Here on the South Coast we experienced the arrival of a little-known invention that a handful of people with more foresight than most were hailing as “the eighth wonder of the world.”
TODAY, television is a totally integrated part of everyday life. It is easy to forget there ever was a time when the merest flicker of movement on the tiniest of television screens (let alone a full screen picture) would excite exclamations of disbelief.
If you were asked when the first television pictures were received in this part of West Sussex you might hazard a guess that it was 30 or perhaps even 40 years ago. In fact, as early as 1931 television had passed the experimental stage and was an accomplished fact. In London and the North radio amateurs had taken it up with great enthusiasm though little headway was being made here in the south.
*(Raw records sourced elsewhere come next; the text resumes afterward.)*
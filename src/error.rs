//! Client-level error types shared across operations, transports, and configuration.

// self
use crate::{_prelude::*, auth::ScopeValidationError};

/// Client-wide result type alias returning [`Error`] by default.
pub type Result<T, E = Error> = std::result::Result<T, E>;

type BoxError = Box<dyn std::error::Error + Send + Sync>;

/// Canonical error exposed by public APIs.
#[derive(Debug, ThisError)]
pub enum Error {
	/// Local configuration problem.
	#[error(transparent)]
	Config(#[from] ConfigError),
	/// Transport failure reported by the request executor.
	#[error(transparent)]
	Transport(#[from] TransportError),

	/// Requested scope is outside the allow-list; raised before any request is sent.
	#[error(transparent)]
	InvalidScope(#[from] ScopeValidationError),
	/// The registry returned a token whose identifier is not a UUID.
	#[error("Token identifier `{value}` is not a valid UUID.")]
	InvalidUuid {
		/// Raw identifier received on the wire.
		value: String,
		/// Underlying parsing failure.
		#[source]
		source: uuid::Error,
	},
	/// Request body could not be serialized.
	#[error("Request body could not be encoded as JSON.")]
	Encode {
		/// Underlying serialization failure.
		#[source]
		source: serde_json::Error,
	},
	/// Response body could not be parsed.
	#[error("Response body could not be decoded: {source}.")]
	Decode {
		/// Structured parsing failure including the JSON path.
		#[source]
		source: serde_path_to_error::Error<serde_json::Error>,
	},
}
impl Error {
	/// HTTP status code reported by the executor, if the failure carried one.
	pub fn status(&self) -> Option<u16> {
		match self {
			Self::Transport(TransportError::Status { status, .. }) => Some(*status),
			_ => None,
		}
	}

	/// Returns `true` when the registry answered `404 Not Found`.
	pub fn is_not_found(&self) -> bool {
		self.status() == Some(404)
	}
}

/// Configuration and request-construction failures.
#[derive(Debug, ThisError)]
pub enum ConfigError {
	/// HTTP client could not be constructed.
	#[error("HTTP client could not be constructed.")]
	HttpClientBuild {
		/// Underlying transport builder failure.
		#[source]
		source: BoxError,
	},
	/// HTTP request construction failed.
	#[error(transparent)]
	HttpRequest(#[from] ::http::Error),
	/// A URL (configured domain or a pagination link) could not be parsed.
	#[error("URL `{url}` is invalid.")]
	InvalidUrl {
		/// Offending URL text.
		url: String,
		/// Underlying parsing failure.
		#[source]
		source: url::ParseError,
	},
	/// Domain uses a scheme other than HTTP(S).
	#[error("Domain must use http or https, got `{scheme}`.")]
	UnsupportedScheme {
		/// Scheme that was supplied.
		scheme: String,
	},
	/// Page size must be positive.
	#[error("Page size must be greater than zero.")]
	InvalidPageSize,
	/// Signer produced a header value that HTTP cannot carry.
	#[error("Authorization header value is invalid.")]
	InvalidHeaderValue(#[from] ::http::header::InvalidHeaderValue),
}
impl ConfigError {
	/// Wraps a transport's builder failure inside [`ConfigError`].
	pub fn http_client_build(src: impl 'static + Send + Sync + std::error::Error) -> Self {
		Self::HttpClientBuild { source: Box::new(src) }
	}
}

/// Transport-level failures surfaced by a [`RequestExecutor`](crate::http::RequestExecutor).
#[derive(Debug, ThisError)]
pub enum TransportError {
	/// Underlying HTTP client reported a network failure.
	#[error("Network error occurred while calling the registry.")]
	Network {
		/// Transport-specific network error.
		#[source]
		source: BoxError,
	},
	/// Registry answered with a non-success status code.
	#[error("Registry responded with HTTP {status}: {body}")]
	Status {
		/// HTTP status code.
		status: u16,
		/// Retry-After hint from upstream, if supplied.
		retry_after: Option<Duration>,
		/// Response body, kept for diagnostics.
		body: String,
	},
}
impl TransportError {
	/// Wraps a transport-specific network error.
	pub fn network(src: impl 'static + Send + Sync + std::error::Error) -> Self {
		Self::Network { source: Box::new(src) }
	}
}
#[cfg(feature = "reqwest")]
impl From<ReqwestError> for TransportError {
	fn from(e: ReqwestError) -> Self {
		Self::network(e)
	}
}
#[cfg(feature = "reqwest")]
impl From<ReqwestError> for ConfigError {
	fn from(e: ReqwestError) -> Self {
		Self::http_client_build(e)
	}
}

#[cfg(test)]
mod tests {
	// self
	use super::*;

	fn status_error(status: u16) -> Error {
		TransportError::Status { status, retry_after: None, body: String::new() }.into()
	}

	#[test]
	fn not_found_is_derived_from_status() {
		assert!(status_error(404).is_not_found());
		assert!(!status_error(500).is_not_found());
		assert_eq!(status_error(409).status(), Some(409));
	}

	#[test]
	fn non_status_errors_have_no_status() {
		let err: Error = ConfigError::InvalidPageSize.into();

		assert_eq!(err.status(), None);
		assert!(!err.is_not_found());
	}

	#[test]
	fn invalid_scope_message_names_the_scope() {
		let err: Error =
			ScopeValidationError::NotAllowed { scope: "repo:admin".into() }.into();

		assert!(err.to_string().contains("repo:admin"));
	}
}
In January that year Edgar Lamb, who had been studying broadcast vision for several years, decided to install Worthing’s first fully working television receiver at his home in Durrington.
His decision made local newspaper headlines and gasps of amazement greeted the unveiling as his TV set with a tiny six-inch screen flickered into life to show the semblance of a moving picture. Onlookers were reported to be “much impressed by the excellent results obtained.”
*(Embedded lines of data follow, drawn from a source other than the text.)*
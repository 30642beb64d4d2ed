//! Secret wrapper that keeps token material out of logs.

// self
use crate::_prelude::*;

/// Redacted secret wrapper used for both the caller's bearer credential and
/// freshly minted Personal Access Tokens.
#[derive(Clone, PartialEq, Eq, Serialize, Deserialize)]
#[serde(transparent)]
pub struct TokenSecret(String);
impl TokenSecret {
	/// Wraps a new secret string.
	pub fn new(value: impl Into<String>) -> Self {
		Self(value.into())
	}

	/// Returns the inner token value. Callers must avoid logging this string.
	pub fn expose(&self) -> &str {
		&self.0
	}
}
impl AsRef<str> for TokenSecret {
	fn as_ref(&self) -> &str {
		self.expose()
	}
}
impl From<String> for TokenSecret {
	fn from(value: String) -> Self {
		Self(value)
	}
}
impl From<&str> for TokenSecret {
	fn from(value: &str) -> Self {
		Self::new(value)
	}
}
impl Debug for TokenSecret {
	fn fmt(&self, f: &mut Formatter) -> FmtResult {
		f.debug_tuple("TokenSecret").field(&"<redacted>").finish()
	}
}
impl Display for TokenSecret {
	fn fmt(&self, f: &mut Formatter) -> FmtResult {
		f.write_str("<redacted>")
	}
}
How different the reactions were compared with today’s casual acceptance of huge, brilliant and totally sharp flat-screen TV pictures.
One man who watched that first television programme to be received in Worthing on Edgar Lamb’s miniscule screen in 1931 said of the programme, “A comedienne was being transmitted. The likeness was exceedingly good and we had no difficulty following every change of expression and each movement of the hands.
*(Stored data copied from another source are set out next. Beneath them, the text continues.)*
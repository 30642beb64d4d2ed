mod common;

// crates.io
use httpmock::prelude::*;
use serde_json::json;
// self
use common::*;
use hub_tokens::{
	client::ReqwestTokenClient,
	config::ClientConfig,
	error::{Error, TransportError},
	url::Url,
	uuid::Uuid,
};

fn first_uuid() -> Uuid {
	Uuid::parse_str(FIRST_UUID).expect("Fixture UUID should parse.")
}

#[tokio::test]
async fn get_token_fetches_a_single_token() {
	let server = MockServer::start_async().await;
	let client = build_client(&server, 100, false);
	let mock = server
		.mock_async(|when, then| {
			when.method(GET)
				.path(format!("/v2/api_tokens/{FIRST_UUID}"))
				.header("authorization", format!("Bearer {BEARER}"));
			then.status(200).json_body(token_json(FIRST_UUID, "ci", None));
		})
		.await;
	let token = client.get_token(first_uuid()).await.expect("Fetching a token should succeed.");

	mock.assert_async().await;

	assert_eq!(token.uuid, first_uuid());
	assert_eq!(token.description, "ci");
	assert!(token.token.is_none());
}

#[tokio::test]
async fn get_token_maps_missing_tokens_to_not_found() {
	let server = MockServer::start_async().await;
	let client = build_client(&server, 100, false);
	let mock = server
		.mock_async(|when, then| {
			when.method(GET).path(format!("/v2/api_tokens/{FIRST_UUID}"));
			then.status(404).body("{\"detail\":\"Not found.\"}");
		})
		.await;
	let err = client.get_token(first_uuid()).await.expect_err("Missing tokens must fail.");

	mock.assert_async().await;

	assert!(err.is_not_found());
	assert!(matches!(
		err,
		Error::Transport(TransportError::Status { ref body, .. }) if body.contains("Not found")
	));
}

#[tokio::test]
async fn get_token_rejects_malformed_uuid_in_response() {
	let server = MockServer::start_async().await;
	let client = build_client(&server, 100, false);
	let mock = server
		.mock_async(|when, then| {
			when.method(GET).path(format!("/v2/api_tokens/{FIRST_UUID}"));
			then.status(200).json_body(token_json("not-a-uuid", "ci", None));
		})
		.await;
	let err = client.get_token(first_uuid()).await.expect_err("Malformed UUIDs must fail.");

	mock.assert_async().await;

	assert!(matches!(err, Error::InvalidUuid { .. }));
}

#[tokio::test]
async fn update_token_sends_label_and_activation_only() {
	let server = MockServer::start_async().await;
	let client = build_client(&server, 100, false);
	let mock = server
		.mock_async(|when, then| {
			when.method(PATCH)
				.path(format!("/v2/api_tokens/{FIRST_UUID}"))
				.header("content-type", "application/json")
				.json_body(json!({ "token_label": "renamed", "is_active": false }));

			let mut body = token_json(FIRST_UUID, "renamed", None);

			body["is_active"] = json!(false);

			then.status(200).json_body(body);
		})
		.await;
	let token = client
		.update_token(first_uuid(), "renamed", false)
		.await
		.expect("Updating a token should succeed.");

	mock.assert_async().await;

	assert_eq!(token.description, "renamed");
	assert!(!token.is_active);
}

#[tokio::test]
async fn revoke_token_accepts_empty_success_bodies() {
	let server = MockServer::start_async().await;
	let client = build_client(&server, 100, false);
	let mock = server
		.mock_async(|when, then| {
			when.method(DELETE)
				.path(format!("/v2/api_tokens/{FIRST_UUID}"))
				.header("authorization", format!("Bearer {BEARER}"));
			then.status(202);
		})
		.await;

	client.revoke_token(first_uuid()).await.expect("Revocation should succeed.");

	mock.assert_async().await;
}

#[tokio::test]
async fn revoke_token_propagates_transport_errors() {
	let server = MockServer::start_async().await;
	let client = build_client(&server, 100, false);
	let mock = server
		.mock_async(|when, then| {
			when.method(DELETE).path(format!("/v2/api_tokens/{FIRST_UUID}"));
			then.status(429).header("retry-after", "7").body("slow down");
		})
		.await;
	let err =
		client.revoke_token(first_uuid()).await.expect_err("Throttled revocation must fail.");

	mock.assert_async().await;

	match err {
		Error::Transport(TransportError::Status { status, retry_after, body }) => {
			assert_eq!(status, 429);
			assert_eq!(retry_after, Some(time::Duration::seconds(7)));
			assert_eq!(body, "slow down");
		},
		other => panic!("Unexpected error variant: {other:?}."),
	}
}

#[tokio::test]
async fn unreachable_registry_maps_to_network_error() {
	let config = ClientConfig::builder()
		.domain(Url::parse("http://127.0.0.1:1").expect("Closed-port URL should parse."))
		.build()
		.expect("Client configuration should build.");
	let client = ReqwestTokenClient::new(config, BEARER);
	let err = client.revoke_token(first_uuid()).await.expect_err("Closed ports must fail.");

	assert!(matches!(err, Error::Transport(TransportError::Network { .. })));
}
“One could even see the light reflected from the hair….
“The announcer who followed the programme was very clear and the screen news bulletin at the end giving details of the next day’s programme could be easily read.”
Those earliest regular television programmes came from John Logie Baird’s studios in Long Acre, London, over Baird’s own relatively low-cost 30-line picture system.
Four photoelectric cells (then commonly known as “electric eyes”) were placed above the televised artist, who was seated.
An electric lamp shone through an aperture in the wall onto the performer and between the lamp and the aperture was a perforated disc revolving at the rate of 750 revolutions a minute.
The ordinary microphone for broadcasting song and speech was hung just to the left of the artist.
Light shining through the revolving disc on to the person set up a variation in the current of the” electric eyes.” These were amplified and passed on to the transmitter in Brookman’s Park
The ordinary radio listener who tuned their set to 356.3 metres during the hours of television then heard “a sort of hum” in the loudspeaker caused by the variations through the “electric eyes.”
Those possessing television sets then switched over to the televison and this transformed the “hum” back into a pictorial representation of what was happening at Long Acre.
On the receiving end two knobs controlled a revolving disc similar to that at the transmitting station and the whole set.
The first knob adjusted the speed of the receiving motor driving the disc to approximately that of the transmitting motor.
The second worked electromagnets that held the picture in the middle of the screen and prevented it from wobbling.
“The whole thing,” noted one looker-in (as viewers were then called) “is simpler than handling many wireless receiving sets.”
Unfortunately for Edgar Lamb, the BBC, after initially adopting John Logie Baird’s 30-line television, abandoned it in 1936 in favour of a competitor’s much higher definition, fully electronic 425-line transmission system.
Worthing’s first television set, together with a few hundred other Baird sets mostly in London, became redundant overnight.